About this task ▸ Would you write out all of the records that follow, exactly as they stand?
########
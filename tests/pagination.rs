//! End-to-end pagination behavior

use std::time::{Duration, Instant};

use folio_reader::reader::{
    compute_geometry, estimate_column_count, pinned_width, FlowEstimator, FlowPass, HostRect,
    Key, PageNavigator, ReaderCommand, ReaderSession, TextFlowOracle, Viewport,
};

fn long_text(paragraphs: usize) -> Vec<String> {
    (0..paragraphs)
        .map(|i| {
            format!(
                "{}번째 문단입니다. 새침하게 흐린 품이 눈이 올 듯하더니 눈은 아니 오고 얼다가 만 비가 추적추적 내리는 날이었다.",
                i + 1
            )
        })
        .collect()
}

#[test]
fn test_two_column_geometry() {
    let geometry = compute_geometry(&Viewport::normalized(1000, 800));
    assert!(geometry.is_two_column());
    assert_eq!(geometry.column_width, 480);
    assert_eq!(geometry.stride(), 1040);
}

#[test]
fn test_single_column_geometry() {
    let viewport = Viewport::normalized(400, 800);
    assert!(!viewport.is_two_column);
    let geometry = compute_geometry(&viewport);
    assert_eq!(geometry.column_width, 400);
    assert_eq!(geometry.stride(), 440);
}

#[test]
fn test_estimate_and_pin() {
    let geometry = compute_geometry(&Viewport::normalized(1000, 800));
    assert_eq!(estimate_column_count(3160.0, 480, 40), 6);
    assert_eq!(pinned_width(6, 480, 40), Some(3080));

    let mut flow = FlowEstimator::new();
    let first = flow.estimate(3160.0, &geometry).unwrap();
    assert_eq!(first.pass, FlowPass::Estimate);
    assert_eq!(first.pinned_container_width, Some(3080));
    assert_eq!(first.total_pages, 3);

    // The same extent under the pinned width verifies with no drift
    let second = flow.estimate(3080.0, &geometry).unwrap();
    assert!(second.pass.is_verified());
    assert_eq!(second.estimated_column_count, 6);
    assert_eq!(second.total_pages, 3);
}

#[test]
fn test_navigator_clamps_on_shrink() {
    let mut nav = PageNavigator::new();
    nav.set_layout(5, 1040);
    nav.goto(4);
    nav.set_layout(2, 1040);
    assert_eq!(nav.current_page(), 1);
    assert!(!nav.next());
}

#[test]
fn test_session_paginates_long_text() {
    let start = Instant::now();
    let mut session = ReaderSession::default();
    session.mount(HostRect::new(1280.0, 800.0), start);
    session.replace_content("운수 좋은 날", long_text(80), start);

    let mut oracle = TextFlowOracle::default();
    let now = session.drain(start, &mut oracle);
    assert!(session.is_settled());

    let measurement = *session.measurement().unwrap();
    assert!(measurement.pass.is_verified());
    assert!(measurement.total_pages > 1);
    assert_eq!(
        measurement.total_pages,
        measurement
            .estimated_column_count
            .div_ceil(measurement.columns_per_page)
    );

    let geometry = session.geometry().unwrap();
    assert_eq!(
        session.navigator().stride(),
        geometry.columns_per_page * (geometry.column_width + geometry.gap)
    );

    // Walk to the end with the keyboard
    let total = session.navigator().total_pages();
    for _ in 0..total + 3 {
        session.handle_key(Key::ArrowRight);
    }
    assert_eq!(session.navigator().current_page(), total - 1);

    // Larger type means more pages; the current page stays in range
    session.set_font_size(32, now);
    session.drain(now, &mut oracle);
    assert!(session.navigator().total_pages() >= total);
    assert!(session.navigator().current_page() < session.navigator().total_pages());
}

#[test]
fn test_measurement_is_repeatable() {
    let start = Instant::now();
    let mut a = ReaderSession::default();
    let mut b = ReaderSession::default();
    for session in [&mut a, &mut b] {
        session.mount(HostRect::new(900.0, 700.0), start);
        session.replace_content("메밀꽃 필 무렵", long_text(40), start);
        session.drain(start, &mut TextFlowOracle::default());
    }
    assert_eq!(a.measurement(), b.measurement());
    assert_eq!(a.navigator().state(), b.navigator().state());
}

#[test]
fn test_resize_to_mobile_repaginates() {
    let start = Instant::now();
    let mut session = ReaderSession::default();
    let mut oracle = TextFlowOracle::default();
    session.mount(HostRect::new(1280.0, 800.0), start);
    session.replace_content("진달래꽃", long_text(30), start);
    let now = session.drain(start, &mut oracle);
    let desktop_pages = session.navigator().total_pages();
    session.handle(ReaderCommand::Goto(desktop_pages - 1));

    assert!(session.on_resize(HostRect::new(375.0, 667.0), now));
    // Nothing changes until the debounce expires
    session.poll(now + Duration::from_millis(149), &mut oracle);
    assert!(session.viewport().unwrap().is_two_column);

    session.drain(now, &mut oracle);
    let viewport = session.viewport().unwrap();
    assert!(!viewport.is_two_column);
    assert!(session.is_settled());
    assert!(session.navigator().current_page() < session.navigator().total_pages());
}
//! Sorted set of bookmarked pages

use serde::{Deserialize, Serialize};

/// Page indices bookmarked in one document, ascending and unique
#[derive(Debug, Clone, Default, PartialEq, Eq, Serialize, Deserialize)]
#[serde(from = "Vec<u32>", into = "Vec<u32>")]
pub struct BookmarkSet {
    pages: Vec<u32>,
}

impl From<Vec<u32>> for BookmarkSet {
    fn from(mut pages: Vec<u32>) -> Self {
        pages.sort_unstable();
        pages.dedup();
        Self { pages }
    }
}

impl From<BookmarkSet> for Vec<u32> {
    fn from(set: BookmarkSet) -> Self {
        set.pages
    }
}

impl BookmarkSet {
    pub fn new() -> Self {
        Self::default()
    }

    pub fn contains(&self, page: u32) -> bool {
        self.pages.binary_search(&page).is_ok()
    }

    /// Add the page if absent, remove it if present.
    ///
    /// Returns true when the page is bookmarked afterwards.
    pub fn toggle(&mut self, page: u32) -> bool {
        match self.pages.binary_search(&page) {
            Ok(index) => {
                self.pages.remove(index);
                false
            }
            Err(index) => {
                self.pages.insert(index, page);
                true
            }
        }
    }

    pub fn pages(&self) -> &[u32] {
        &self.pages
    }

    pub fn len(&self) -> usize {
        self.pages.len()
    }

    pub fn is_empty(&self) -> bool {
        self.pages.is_empty()
    }
}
########
Reply to the exercise ▸
filename tests/pagination.rs
//! End-to-end pagination behavior

use std::time::{Duration, Instant};

use folio_reader::reader::{
    compute_geometry, estimate_column_count, pinned_width, FlowEstimator, FlowPass, HostRect,
    Key, PageNavigator, ReaderCommand, ReaderSession, TextFlowOracle, Viewport,
};

fn long_text(paragraphs: usize) -> Vec<String> {
    (0..paragraphs)
        .map(|i| {
            format!(
                "{}번째 문단입니다. 새침하게 흐린 품이 눈이 올 듯하더니 눈은 아니 오고 얼다가 만 비가 추적추적 내리는 날이었다.",
                i + 1
            )
        })
        .collect()
}

#[test]
fn test_two_column_geometry() {
    let geometry = compute_geometry(&Viewport::normalized(1000, 800));
    assert!(geometry.is_two_column());
    assert_eq!(geometry.column_width, 480);
    assert_eq!(geometry.stride(), 1040);
}

#[test]
fn test_single_column_geometry() {
    let viewport = Viewport::normalized(400, 800);
    assert!(!viewport.is_two_column);
    let geometry = compute_geometry(&viewport);
    assert_eq!(geometry.column_width, 400);
    assert_eq!(geometry.stride(), 440);
}

#[test]
fn test_estimate_and_pin() {
    let geometry = compute_geometry(&Viewport::normalized(1000, 800));
    assert_eq!(estimate_column_count(3160.0, 480, 40), 6);
    assert_eq!(pinned_width(6, 480, 40), Some(3080));

    let mut flow = FlowEstimator::new();
    let first = flow.estimate(3160.0, &geometry).unwrap();
    assert_eq!(first.pass, FlowPass::Estimate);
    assert_eq!(first.pinned_container_width, Some(3080));
    assert_eq!(first.total_pages, 3);

    // The same extent under the pinned width verifies with no drift
    let second = flow.estimate(3080.0, &geometry).unwrap();
    assert!(second.pass.is_verified());
    assert_eq!(second.estimated_column_count, 6);
    assert_eq!(second.total_pages, 3);
}

#[test]
fn test_navigator_clamps_on_shrink() {
    let mut nav = PageNavigator::new();
    nav.set_layout(5, 1040);
    nav.goto(4);
    nav.set_layout(2, 1040);
    assert_eq!(nav.current_page(), 1);
    assert!(!nav.next());
}

#[test]
fn test_session_paginates_long_text() {
    let start = Instant::now();
    let mut session = ReaderSession::default();
    session.mount(HostRect::new(1280.0, 800.0), start);
    session.replace_content("운수 좋은 날", long_text(80), start);

    let mut oracle = TextFlowOracle::default();
    let now = session.drain(start, &mut oracle);
    assert!(session.is_settled());

    let measurement = *session.measurement().unwrap();
    assert!(measurement.pass.is_verified());
    assert!(measurement.total_pages > 1);
    assert_eq!(
        measurement.total_pages,
        measurement
            .estimated_column_count
            .div_ceil(measurement.columns_per_page)
    );

    let geometry = session.geometry().unwrap();
    assert_eq!(
        session.navigator().stride(),
        geometry.columns_per_page * (geometry.column_width + geometry.gap)
    );

    // Walk to the end with the keyboard
    let total = session.navigator().total_pages();
    for _ in 0..total + 3 {
        session.handle_key(Key::ArrowRight);
    }
    assert_eq!(session.navigator().current_page(), total - 1);

    // Larger type means more pages; the current page stays in range
    session.set_font_size(32, now);
    session.drain(now, &mut oracle);
    assert!(session.navigator().total_pages() >= total);
    assert!(session.navigator().current_page() < session.navigator().total_pages());
}

#[test]
fn test_measurement_is_repeatable() {
    let start = Instant::now();
    let mut a = ReaderSession::default();
    let mut b = ReaderSession::default();
    for session in [&mut a, &mut b] {
        session.mount(HostRect::new(900.0, 700.0), start);
        session.replace_content("메밀꽃 필 무렵", long_text(40), start);
        session.drain(start, &mut TextFlowOracle::default());
    }
    assert_eq!(a.measurement(), b.measurement());
    assert_eq!(a.navigator().state(), b.navigator().state());
}

#[test]
fn test_resize_to_mobile_repaginates() {
    let start = Instant::now();
    let mut session = ReaderSession::default();
    let mut oracle = TextFlowOracle::default();
    session.mount(HostRect::new(1280.0, 800.0), start);
    session.replace_content("진달래꽃", long_text(30), start);
    let now = session.drain(start, &mut oracle);
    let desktop_pages = session.navigator().total_pages();
    session.handle(ReaderCommand::Goto(desktop_pages - 1));

    assert!(session.on_resize(HostRect::new(375.0, 667.0), now));
    // Nothing changes until the debounce expires
    session.poll(now + Duration::from_millis(149), &mut oracle);
    assert!(session.viewport().unwrap().is_two_column);

    session.drain(now, &mut oracle);
    let viewport = session.viewport().unwrap();
    assert!(!viewport.is_two_column);
    assert!(session.is_settled());
    assert!(session.navigator().current_page() < session.navigator().total_pages());
}
//! Sorted set of bookmarked pages

use serde::{Deserialize, Serialize};

/// Page indices bookmarked in one document, ascending and unique
#[derive(Debug, Clone, Default, PartialEq, Eq, Serialize, Deserialize)]
#[serde(from = "Vec<u32>", into = "Vec<u32>")]
pub struct BookmarkSet {
    pages: Vec<u32>,
}

impl From<Vec<u32>> for BookmarkSet {
    fn from(mut pages: Vec<u32>) -> Self {
        pages.sort_unstable();
        pages.dedup();
        Self { pages }
    }
}

impl From<BookmarkSet> for Vec<u32> {
    fn from(set: BookmarkSet) -> Self {
        set.pages
    }
}

impl BookmarkSet {
    pub fn new() -> Self {
        Self::default()
    }

    pub fn contains(&self, page: u32) -> bool {
        self.pages.binary_search(&page).is_ok()
    }

    /// Add the page if absent, remove it if present.
    ///
    /// Returns true when the page is bookmarked afterwards.
    pub fn toggle(&mut self, page: u32) -> bool {
        match self.pages.binary_search(&page) {
            Ok(index) => {
                self.pages.remove(index);
                false
            }
            Err(index) => {
                self.pages.insert(index, page);
                true
            }
        }
    }

    pub fn pages(&self) -> &[u32] {
        &self.pages
    }

    pub fn len(&self) -> usize {
        self.pages.len()
    }

    pub fn is_empty(&self) -> bool {
        self.pages.is_empty()
    }
}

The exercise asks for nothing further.